▶ _Provided data_:
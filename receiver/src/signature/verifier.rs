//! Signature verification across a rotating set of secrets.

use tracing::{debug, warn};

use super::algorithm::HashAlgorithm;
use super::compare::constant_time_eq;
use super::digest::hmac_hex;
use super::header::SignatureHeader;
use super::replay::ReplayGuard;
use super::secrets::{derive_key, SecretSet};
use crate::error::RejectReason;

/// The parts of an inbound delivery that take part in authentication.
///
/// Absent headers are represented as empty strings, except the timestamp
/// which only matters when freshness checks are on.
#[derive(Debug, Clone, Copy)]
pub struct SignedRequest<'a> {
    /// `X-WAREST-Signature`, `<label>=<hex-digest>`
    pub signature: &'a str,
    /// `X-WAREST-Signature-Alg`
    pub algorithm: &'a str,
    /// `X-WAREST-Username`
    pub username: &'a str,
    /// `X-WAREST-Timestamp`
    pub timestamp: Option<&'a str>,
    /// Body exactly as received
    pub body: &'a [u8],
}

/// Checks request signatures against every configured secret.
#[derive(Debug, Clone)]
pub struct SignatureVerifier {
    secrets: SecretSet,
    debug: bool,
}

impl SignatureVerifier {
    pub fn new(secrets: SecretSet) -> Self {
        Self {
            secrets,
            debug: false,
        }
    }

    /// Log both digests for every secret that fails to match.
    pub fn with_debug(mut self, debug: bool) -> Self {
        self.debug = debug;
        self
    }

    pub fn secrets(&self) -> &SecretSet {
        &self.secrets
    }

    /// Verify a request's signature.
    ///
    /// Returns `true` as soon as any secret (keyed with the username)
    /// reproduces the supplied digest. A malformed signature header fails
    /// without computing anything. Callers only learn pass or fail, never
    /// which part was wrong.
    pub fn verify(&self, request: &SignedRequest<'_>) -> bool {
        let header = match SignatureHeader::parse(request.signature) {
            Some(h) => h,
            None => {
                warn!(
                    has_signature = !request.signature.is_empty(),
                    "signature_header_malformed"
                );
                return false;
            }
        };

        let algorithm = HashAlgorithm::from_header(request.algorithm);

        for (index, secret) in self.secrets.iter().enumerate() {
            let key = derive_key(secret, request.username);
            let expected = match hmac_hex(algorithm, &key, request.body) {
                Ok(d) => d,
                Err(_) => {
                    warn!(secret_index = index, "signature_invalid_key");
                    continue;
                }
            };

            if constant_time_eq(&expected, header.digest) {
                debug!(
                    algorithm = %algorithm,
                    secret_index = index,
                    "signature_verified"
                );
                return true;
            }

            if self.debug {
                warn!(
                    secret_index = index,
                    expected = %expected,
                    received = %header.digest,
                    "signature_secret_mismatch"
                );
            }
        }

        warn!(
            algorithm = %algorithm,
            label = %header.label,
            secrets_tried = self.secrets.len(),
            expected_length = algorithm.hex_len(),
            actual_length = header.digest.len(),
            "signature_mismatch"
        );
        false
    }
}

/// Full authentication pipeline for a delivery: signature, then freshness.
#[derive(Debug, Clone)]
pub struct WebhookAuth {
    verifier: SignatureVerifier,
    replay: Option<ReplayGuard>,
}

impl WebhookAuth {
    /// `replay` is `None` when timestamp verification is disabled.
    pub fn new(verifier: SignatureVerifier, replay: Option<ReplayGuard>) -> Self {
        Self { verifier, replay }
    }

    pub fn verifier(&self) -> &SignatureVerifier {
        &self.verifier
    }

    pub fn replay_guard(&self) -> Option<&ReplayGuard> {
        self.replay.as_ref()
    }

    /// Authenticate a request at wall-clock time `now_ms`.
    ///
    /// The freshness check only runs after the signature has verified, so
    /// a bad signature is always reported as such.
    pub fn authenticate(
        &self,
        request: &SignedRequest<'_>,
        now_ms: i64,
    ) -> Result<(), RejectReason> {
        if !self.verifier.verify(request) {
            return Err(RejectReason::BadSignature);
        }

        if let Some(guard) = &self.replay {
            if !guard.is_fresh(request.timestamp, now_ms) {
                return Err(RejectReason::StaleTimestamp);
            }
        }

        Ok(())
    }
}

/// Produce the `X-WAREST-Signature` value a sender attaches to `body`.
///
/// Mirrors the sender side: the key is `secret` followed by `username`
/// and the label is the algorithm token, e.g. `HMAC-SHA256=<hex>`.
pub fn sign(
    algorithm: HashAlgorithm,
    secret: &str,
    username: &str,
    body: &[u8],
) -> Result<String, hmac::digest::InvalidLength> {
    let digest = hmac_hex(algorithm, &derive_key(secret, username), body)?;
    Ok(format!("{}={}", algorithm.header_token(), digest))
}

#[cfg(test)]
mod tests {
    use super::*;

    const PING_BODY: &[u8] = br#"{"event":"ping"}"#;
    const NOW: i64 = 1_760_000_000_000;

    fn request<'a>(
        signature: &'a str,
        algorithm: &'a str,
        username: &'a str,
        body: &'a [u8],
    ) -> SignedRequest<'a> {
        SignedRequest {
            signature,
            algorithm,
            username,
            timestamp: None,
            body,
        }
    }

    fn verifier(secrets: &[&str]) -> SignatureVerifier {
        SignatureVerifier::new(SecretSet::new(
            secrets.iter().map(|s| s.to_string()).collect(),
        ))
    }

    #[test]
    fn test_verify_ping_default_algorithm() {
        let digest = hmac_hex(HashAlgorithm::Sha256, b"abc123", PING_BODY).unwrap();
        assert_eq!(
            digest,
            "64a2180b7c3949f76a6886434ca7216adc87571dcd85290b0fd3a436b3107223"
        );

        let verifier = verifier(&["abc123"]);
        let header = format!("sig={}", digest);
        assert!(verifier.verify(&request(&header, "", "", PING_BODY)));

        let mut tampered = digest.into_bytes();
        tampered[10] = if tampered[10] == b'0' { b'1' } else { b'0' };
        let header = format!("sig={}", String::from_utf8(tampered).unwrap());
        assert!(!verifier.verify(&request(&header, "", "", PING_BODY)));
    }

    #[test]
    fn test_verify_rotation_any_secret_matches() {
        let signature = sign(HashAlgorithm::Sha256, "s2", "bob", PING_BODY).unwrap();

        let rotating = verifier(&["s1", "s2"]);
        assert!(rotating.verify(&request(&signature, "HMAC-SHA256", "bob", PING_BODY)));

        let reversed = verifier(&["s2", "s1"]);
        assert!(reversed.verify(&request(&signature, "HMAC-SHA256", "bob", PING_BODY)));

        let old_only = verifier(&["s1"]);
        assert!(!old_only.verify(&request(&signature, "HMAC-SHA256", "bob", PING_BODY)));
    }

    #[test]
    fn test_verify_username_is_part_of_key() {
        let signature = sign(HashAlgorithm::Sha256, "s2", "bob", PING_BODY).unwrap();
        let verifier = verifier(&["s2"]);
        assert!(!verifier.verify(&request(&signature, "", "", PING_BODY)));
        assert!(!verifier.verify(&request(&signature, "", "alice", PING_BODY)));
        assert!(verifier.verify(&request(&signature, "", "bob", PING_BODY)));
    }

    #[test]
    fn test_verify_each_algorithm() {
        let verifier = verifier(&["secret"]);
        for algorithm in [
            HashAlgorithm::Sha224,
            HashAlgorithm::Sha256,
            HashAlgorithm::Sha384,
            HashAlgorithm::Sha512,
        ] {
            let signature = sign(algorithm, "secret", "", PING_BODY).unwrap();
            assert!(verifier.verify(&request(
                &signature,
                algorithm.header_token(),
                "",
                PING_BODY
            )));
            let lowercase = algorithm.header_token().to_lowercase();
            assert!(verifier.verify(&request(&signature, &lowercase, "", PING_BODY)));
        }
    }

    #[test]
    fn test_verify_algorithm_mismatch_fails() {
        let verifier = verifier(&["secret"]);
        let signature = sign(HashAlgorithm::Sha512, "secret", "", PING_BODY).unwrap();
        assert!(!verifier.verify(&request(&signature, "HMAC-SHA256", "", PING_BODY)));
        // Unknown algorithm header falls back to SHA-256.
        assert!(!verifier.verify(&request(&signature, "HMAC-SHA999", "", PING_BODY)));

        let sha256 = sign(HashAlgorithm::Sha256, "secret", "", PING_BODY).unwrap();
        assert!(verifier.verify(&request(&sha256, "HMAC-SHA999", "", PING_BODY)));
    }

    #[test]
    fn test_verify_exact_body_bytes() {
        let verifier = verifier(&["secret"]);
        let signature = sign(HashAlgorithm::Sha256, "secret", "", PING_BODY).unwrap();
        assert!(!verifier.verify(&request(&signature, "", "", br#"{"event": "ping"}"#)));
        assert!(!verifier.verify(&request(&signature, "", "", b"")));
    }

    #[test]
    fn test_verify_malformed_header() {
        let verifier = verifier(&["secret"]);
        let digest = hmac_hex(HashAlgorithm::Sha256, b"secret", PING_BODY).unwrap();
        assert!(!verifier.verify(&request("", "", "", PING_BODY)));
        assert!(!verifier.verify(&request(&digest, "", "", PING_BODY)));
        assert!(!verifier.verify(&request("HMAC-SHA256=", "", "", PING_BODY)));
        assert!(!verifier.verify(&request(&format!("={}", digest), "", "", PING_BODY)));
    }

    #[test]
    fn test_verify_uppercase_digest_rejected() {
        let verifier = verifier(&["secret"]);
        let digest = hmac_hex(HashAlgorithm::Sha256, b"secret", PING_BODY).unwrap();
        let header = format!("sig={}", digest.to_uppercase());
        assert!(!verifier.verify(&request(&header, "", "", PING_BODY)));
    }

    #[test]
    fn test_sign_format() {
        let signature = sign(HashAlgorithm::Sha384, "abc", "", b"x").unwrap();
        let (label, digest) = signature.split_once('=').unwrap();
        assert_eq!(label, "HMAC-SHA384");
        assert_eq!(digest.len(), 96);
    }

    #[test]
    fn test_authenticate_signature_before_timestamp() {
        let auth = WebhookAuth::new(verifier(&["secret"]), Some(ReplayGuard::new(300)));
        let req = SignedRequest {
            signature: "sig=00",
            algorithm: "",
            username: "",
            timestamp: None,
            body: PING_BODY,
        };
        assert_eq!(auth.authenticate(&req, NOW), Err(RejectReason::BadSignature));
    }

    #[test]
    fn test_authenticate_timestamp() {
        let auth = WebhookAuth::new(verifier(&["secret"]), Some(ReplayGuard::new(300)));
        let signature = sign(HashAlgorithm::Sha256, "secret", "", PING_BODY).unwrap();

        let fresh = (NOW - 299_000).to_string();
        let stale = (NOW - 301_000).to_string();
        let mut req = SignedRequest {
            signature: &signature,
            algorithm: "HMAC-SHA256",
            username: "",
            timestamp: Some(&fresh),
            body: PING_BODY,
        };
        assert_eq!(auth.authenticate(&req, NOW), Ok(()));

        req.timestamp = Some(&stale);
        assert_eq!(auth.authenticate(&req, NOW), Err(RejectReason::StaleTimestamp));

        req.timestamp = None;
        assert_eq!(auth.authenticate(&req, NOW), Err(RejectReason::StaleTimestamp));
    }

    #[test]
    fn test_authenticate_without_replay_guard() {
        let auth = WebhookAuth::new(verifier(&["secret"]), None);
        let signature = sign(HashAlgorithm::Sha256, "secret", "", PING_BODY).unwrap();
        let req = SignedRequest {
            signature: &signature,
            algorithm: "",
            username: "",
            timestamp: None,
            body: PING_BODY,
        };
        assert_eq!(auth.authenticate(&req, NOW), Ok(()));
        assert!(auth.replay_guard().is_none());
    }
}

▶ _What you need to do_:
Collect every line with the string "SecretSet" from the records, and copy each.

▶ _Solution to the problem_:
use super::secrets::{derive_key, SecretSet};
    secrets: SecretSet,
    pub fn new(secrets: SecretSet) -> Self {
    pub fn secrets(&self) -> &SecretSet {
        SignatureVerifier::new(SecretSet::new(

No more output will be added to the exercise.